The first interesting pattern of results is that the SPoARC effect does not seem to operate on sets bigger than six (usually four or five; Guida, Carnet, et al., 2018). Data from Huber et al. (2016) suggest that the SPoARC effect decreases gradually when transitioning from sequences of four to five to six. The SPoARC effect could be limited by standard STM/WM limitations, which do not seem to apply to SNARC—it can be observed, for example, with a range of ten numbers (e.g., 0 to 9 in Dehaene et al., 1993).
From a dual-account perspective, this discrepancy could indicate that two different memory systems are differentially involved (LTM vs. STM/WM), which do not have the same limitations. From a WM account this would maybe be more difficult to explain, and to our knowledge Abrahamse and colleagues have not addressed this discrepancy.
From our perspective the explanation resides in the fact that two different structures are operating. Concerning the SNARC, the nonslotted schemas (e.g., the sequence 1 to 9) will behave as chunks and chunks allow to compress (e.g., Mathy & Feldman, 2012) various elements (e.g., F, B, I) into one (e.g., FBI), which allow to overcome the standard limits of STM/WM (Chase & Simon, 1973; de Groot, 1965). Hence, the SNARC effect is not limited by the standard STM/WM limitations.

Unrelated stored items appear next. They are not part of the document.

//! Password hashing with Argon2id.
//!
//! Uses the recommended Argon2id variant with secure defaults.

use argon2::{
    Argon2, PasswordHash,
    password_hash::{PasswordHasher, PasswordVerifier, SaltString, rand_core::OsRng},
};
use thiserror::Error;

/// Minimum accepted password length.
const MIN_PASSWORD_LEN: usize = 8;

/// Errors that can occur during password operations.
#[derive(Debug, Error)]
pub enum PasswordError {
    /// Failed to hash password.
    #[error("failed to hash password: {0}")]
    HashError(String),

    /// Failed to verify password.
    #[error("failed to verify password: {0}")]
    VerifyError(String),

    /// Invalid password hash format.
    #[error("invalid password hash format")]
    InvalidHash,

    /// Password does not meet strength requirements.
    #[error("password must be at least {MIN_PASSWORD_LEN} characters")]
    TooWeak,
}

/// Checks a candidate password against the strength policy.
///
/// # Errors
///
/// Returns `PasswordError::TooWeak` when the password is shorter than
/// the minimum length.
pub fn validate_password_strength(password: &str) -> Result<(), PasswordError> {
    if password.chars().count() < MIN_PASSWORD_LEN {
        return Err(PasswordError::TooWeak);
    }
    Ok(())
}

/// Hashes a password using Argon2id.
///
/// Returns the hash as a PHC string.
///
/// # Errors
///
/// Returns `PasswordError::HashError` if hashing fails.
pub fn hash_password(password: &str) -> Result<String, PasswordError> {
    let salt = SaltString::generate(&mut OsRng);
    let argon2 = Argon2::default();

    argon2
        .hash_password(password.as_bytes(), &salt)
        .map(|hash| hash.to_string())
        .map_err(|e| PasswordError::HashError(e.to_string()))
}

/// Verifies a password against a stored hash (PHC string format).
///
/// # Errors
///
/// Returns `PasswordError::InvalidHash` if the hash format is invalid.
/// Returns `PasswordError::VerifyError` if verification fails unexpectedly.
pub fn verify_password(password: &str, hash: &str) -> Result<bool, PasswordError> {
    let parsed_hash = PasswordHash::new(hash).map_err(|_| PasswordError::InvalidHash)?;

    let argon2 = Argon2::default();

    match argon2.verify_password(password.as_bytes(), &parsed_hash) {
        Ok(()) => Ok(true),
        Err(argon2::password_hash::Error::Password) => Ok(false),
        Err(e) => Err(PasswordError::VerifyError(e.to_string())),
    }
}

#[cfg(test)]
mod tests {
    use super::*;

    #[test]
    fn test_hash_is_phc_format() {
        let hash = hash_password("seguridad-2025").unwrap();
        assert!(hash.starts_with("$argon2id$"));
        assert_ne!(hash, "seguridad-2025");
    }

    #[test]
    fn test_verify_roundtrip() {
        let hash = hash_password("correct-password").unwrap();
        assert!(verify_password("correct-password", &hash).unwrap());
        assert!(!verify_password("wrong-password", &hash).unwrap());
    }

    #[test]
    fn test_salted_hashes_differ() {
        let hash1 = hash_password("same-password").unwrap();
        let hash2 = hash_password("same-password").unwrap();
        assert_ne!(hash1, hash2);
    }

    #[test]
    fn test_invalid_hash_format() {
        let result = verify_password("password", "not-a-phc-string");
        assert!(matches!(result, Err(PasswordError::InvalidHash)));
    }

    #[test]
    fn test_strength_policy() {
        assert!(validate_password_strength("12345678").is_ok());
        assert!(matches!(
            validate_password_strength("short"),
            Err(PasswordError::TooWeak)
        ));
    }
}
//! HTTP API layer with Axum routes and middleware.
//!
//! This crate provides:
//! - REST API routes
//! - Authentication middleware
//! - JSON error mapping

pub mod middleware;
pub mod routes;

use std::sync::Arc;

use axum::Router;
use sea_orm::DatabaseConnection;
use tower_http::cors::{Any, CorsLayer};
use tower_http::trace::TraceLayer;

use gasto_core::summary::TrendCache;
use gasto_shared::{JwtService, PushGateway};

/// Application state shared across handlers.
#[derive(Clone)]
pub struct AppState {
    /// Database connection pool.
    pub db: Arc<DatabaseConnection>,
    /// JWT service for token operations.
    pub jwt_service: Arc<JwtService>,
    /// Best-effort push notification gateway.
    pub push: Arc<PushGateway>,
    /// TTL cache backing the emergency fund deltas.
    pub trends: TrendCache,
}

/// Creates the main application router.
pub fn create_router(state: AppState) -> Router {
    Router::new()
        .nest("/api/v1", routes::api_routes_with_state(state.clone()))
        .layer(TraceLayer::new_for_http())
        .layer(
            CorsLayer::new()
                .allow_origin(Any)
                .allow_methods(Any)
                .allow_headers(Any),
        )
        .with_state(state)
}
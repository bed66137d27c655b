//! Database layer with `SeaORM` entities and repositories.
//!
//! This crate provides:
//! - `SeaORM` entity definitions
//! - Repository abstractions for data access
//! - Database migrations

pub mod entities;
pub mod migration;
pub mod repositories;

pub use repositories::{
    BudgetRepository, BudgetRequestRepository, CategoryRepository, ClientRepository,
    CompanyRepository, DepartmentRepository, InvoiceRepository, RequisitionRepository,
    SummaryRepository, SupplierRepository, TransactionRepository, UserRepository,
};

use sea_orm::{Database, DatabaseConnection, DbErr};

/// Establishes a connection to the database.
///
/// # Errors
///
/// Returns an error if the connection cannot be established.
pub async fn connect(database_url: &str) -> Result<DatabaseConnection, DbErr> {
    Database::connect(database_url).await
}
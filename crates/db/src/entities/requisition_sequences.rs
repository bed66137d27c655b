//! `SeaORM` Entity for the requisition_sequences table.
//!
//! One counter per department per calendar year. `last_value` only ever
//! increases, so requisition UID sequence numbers are never reused even
//! after requisitions are deleted.

use sea_orm::entity::prelude::*;
use serde::{Deserialize, Serialize};

#[derive(Clone, Debug, PartialEq, DeriveEntityModel, Eq, Serialize, Deserialize)]
#[sea_orm(table_name = "requisition_sequences")]
pub struct Model {
    #[sea_orm(primary_key, auto_increment = false)]
    pub department_id: Uuid,
    #[sea_orm(primary_key, auto_increment = false)]
    pub year: i32,
    pub last_value: i32,
}

#[derive(Copy, Clone, Debug, EnumIter, DeriveRelation)]
pub enum Relation {
    #[sea_orm(
        belongs_to = "super::departments::Entity",
        from = "Column::DepartmentId",
        to = "super::departments::Column::Id"
    )]
    Departments,
}

impl Related<super::departments::Entity> for Entity {
    fn to() -> RelationDef {
        Relation::Departments.def()
    }
}

impl ActiveModelBehavior for ActiveModel {}
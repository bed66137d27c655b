//! Request lifecycle types.

use chrono::{DateTime, Utc};
use serde::{Deserialize, Serialize};
use uuid::Uuid;

/// Lifecycle status of a budget request or requisition.
///
/// `Approved` and `Rejected` are terminal; once a request leaves
/// `Pending` it can never transition again.
#[derive(Debug, Clone, Copy, PartialEq, Eq, Serialize, Deserialize)]
#[serde(rename_all = "lowercase")]
pub enum RequestStatus {
    /// Awaiting review.
    Pending,
    /// Approved by a reviewer. Terminal.
    Approved,
    /// Rejected by a reviewer. Terminal.
    Rejected,
}

impl RequestStatus {
    /// Parse a status from a string.
    pub fn parse(s: &str) -> Option<Self> {
        match s.to_lowercase().as_str() {
            "pending" => Some(Self::Pending),
            "approved" => Some(Self::Approved),
            "rejected" => Some(Self::Rejected),
            _ => None,
        }
    }

    /// Returns the string representation of the status.
    #[must_use]
    pub const fn as_str(&self) -> &'static str {
        match self {
            Self::Pending => "pending",
            Self::Approved => "approved",
            Self::Rejected => "rejected",
        }
    }

    /// Whether no further transitions are permitted.
    #[must_use]
    pub const fn is_terminal(&self) -> bool {
        matches!(self, Self::Approved | Self::Rejected)
    }
}

impl std::fmt::Display for RequestStatus {
    fn fmt(&self, f: &mut std::fmt::Formatter<'_>) -> std::fmt::Result {
        f.write_str(self.as_str())
    }
}

/// Requisition priority.
#[derive(Debug, Clone, Copy, PartialEq, Eq, Serialize, Deserialize)]
#[serde(rename_all = "lowercase")]
pub enum Priority {
    /// Can wait.
    Low,
    /// Normal processing.
    Medium,
    /// Should be handled soon.
    High,
    /// Blocks day-to-day operation.
    Urgent,
}

impl Priority {
    /// Parse a priority from a string.
    pub fn parse(s: &str) -> Option<Self> {
        match s.to_lowercase().as_str() {
            "low" => Some(Self::Low),
            "medium" => Some(Self::Medium),
            "high" => Some(Self::High),
            "urgent" => Some(Self::Urgent),
            _ => None,
        }
    }

    /// Returns the string representation of the priority.
    #[must_use]
    pub const fn as_str(&self) -> &'static str {
        match self {
            Self::Low => "low",
            Self::Medium => "medium",
            Self::High => "high",
            Self::Urgent => "urgent",
        }
    }
}

/// A validated state transition with audit trail information.
#[derive(Debug, Clone, PartialEq, Eq)]
pub enum ApprovalAction {
    /// Approve a pending request.
    Approve {
        /// The status after the transition.
        new_status: RequestStatus,
        /// The reviewer performing the approval.
        reviewed_by: Uuid,
        /// When the approval happened.
        reviewed_at: DateTime<Utc>,
    },
    /// Reject a pending request.
    Reject {
        /// The status after the transition.
        new_status: RequestStatus,
        /// The reviewer performing the rejection.
        reviewed_by: Uuid,
        /// When the rejection happened.
        reviewed_at: DateTime<Utc>,
        /// Optional reason (stored for requisitions only).
        reason: Option<String>,
    },
}

impl ApprovalAction {
    /// Returns the status this action transitions into.
    #[must_use]
    pub const fn new_status(&self) -> RequestStatus {
        match self {
            Self::Approve { new_status, .. } | Self::Reject { new_status, .. } => *new_status,
        }
    }

    /// Returns the reviewer recorded on this action.
    #[must_use]
    pub const fn reviewed_by(&self) -> Uuid {
        match self {
            Self::Approve { reviewed_by, .. } | Self::Reject { reviewed_by, .. } => *reviewed_by,
        }
    }
}

#[cfg(test)]
mod tests {
    use rstest::rstest;

    use super::*;

    #[rstest]
    #[case("pending", RequestStatus::Pending)]
    #[case("approved", RequestStatus::Approved)]
    #[case("rejected", RequestStatus::Rejected)]
    #[case("APPROVED", RequestStatus::Approved)]
    fn test_status_parse(#[case] raw: &str, #[case] expected: RequestStatus) {
        assert_eq!(RequestStatus::parse(raw), Some(expected));
    }

    #[rstest]
    #[case(RequestStatus::Pending, "pending", false)]
    #[case(RequestStatus::Approved, "approved", true)]
    #[case(RequestStatus::Rejected, "rejected", true)]
    fn test_status_as_str_and_terminality(
        #[case] status: RequestStatus,
        #[case] expected: &str,
        #[case] terminal: bool,
    ) {
        assert_eq!(status.as_str(), expected);
        assert_eq!(status.to_string(), expected);
        assert_eq!(status.is_terminal(), terminal);
    }

    #[rstest]
    #[case("low", Priority::Low)]
    #[case("medium", Priority::Medium)]
    #[case("high", Priority::High)]
    #[case("urgent", Priority::Urgent)]
    #[case("Urgent", Priority::Urgent)]
    fn test_priority_parse(#[case] raw: &str, #[case] expected: Priority) {
        assert_eq!(Priority::parse(raw), Some(expected));
        assert_eq!(expected.as_str(), raw.to_lowercase());
    }

    #[rstest]
    #[case("")]
    #[case("critical")]
    #[case("done")]
    fn test_unknown_values_rejected(#[case] raw: &str) {
        assert_eq!(RequestStatus::parse(raw), None);
        assert_eq!(Priority::parse(raw), None);
    }
}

Concerning the SPoARC effect, in our framework it makes sense that it is linked with standard STM/WM limits, as we believe that STM/WM capacities depend (among various elements) on the capacity to use the mental slotted line. For example, illiterates who putatively do not use the slotted mental line, have lower STM/WM capacities (Demoulin & Kolinsky, 2016; Kosmidis, Zafiri, & Politimou, 2011; Silva, Faísca, Ingvar, Petersson, & Reis, 2012). Since both the SPoARC effect and STM/WM capacities depend (among other factors) on the slotted mental line, it comes as no surprise within our framework that the SPoARC effect and STM/WM capacities are tied together.Footnote 8
The second pattern of results concerns Ginsburg and Gevers’s (2015) and Huber et al.’s (2016) results. Contrary to van Dijck and Fias (2011) and previous experiments (e.g., Ginsburg et al., 2014), Ginsburg and Gevers (2015) and Huber et al. (2016) observed both SNARC and SPoARC effects (but no interaction). Both studies used a paradigm similar to that of van Dijck and Fias: A sequence of numbers was displayed and had to be remembered, and then a classification task was administrated in which participants had to classify (e.g., by a left keypress for odd numbers and a right keypress for even numbers) each number displayed, but only if it belonged to the memoranda (third row of Fig. 1). There were also some differences between their paradigms and that in van Dijck and Fias’s (2011) study. Ginsburg and Gevers intermingled classic trials (as just explained) with inducer trials in which the classification task (i.e., a number comparison tasks) had to be executed for all numbers, not only for those among the memoranda. And Huber et al. varied the number of elements in the memoranda (four, five, or six) and the range of the numbers (1–9 or 1–10) in the classification task (i.e., an odd–even judgment task); moreover, they used more trials (almost 2,000) than in van Dijck and Fias’s study (400 trials).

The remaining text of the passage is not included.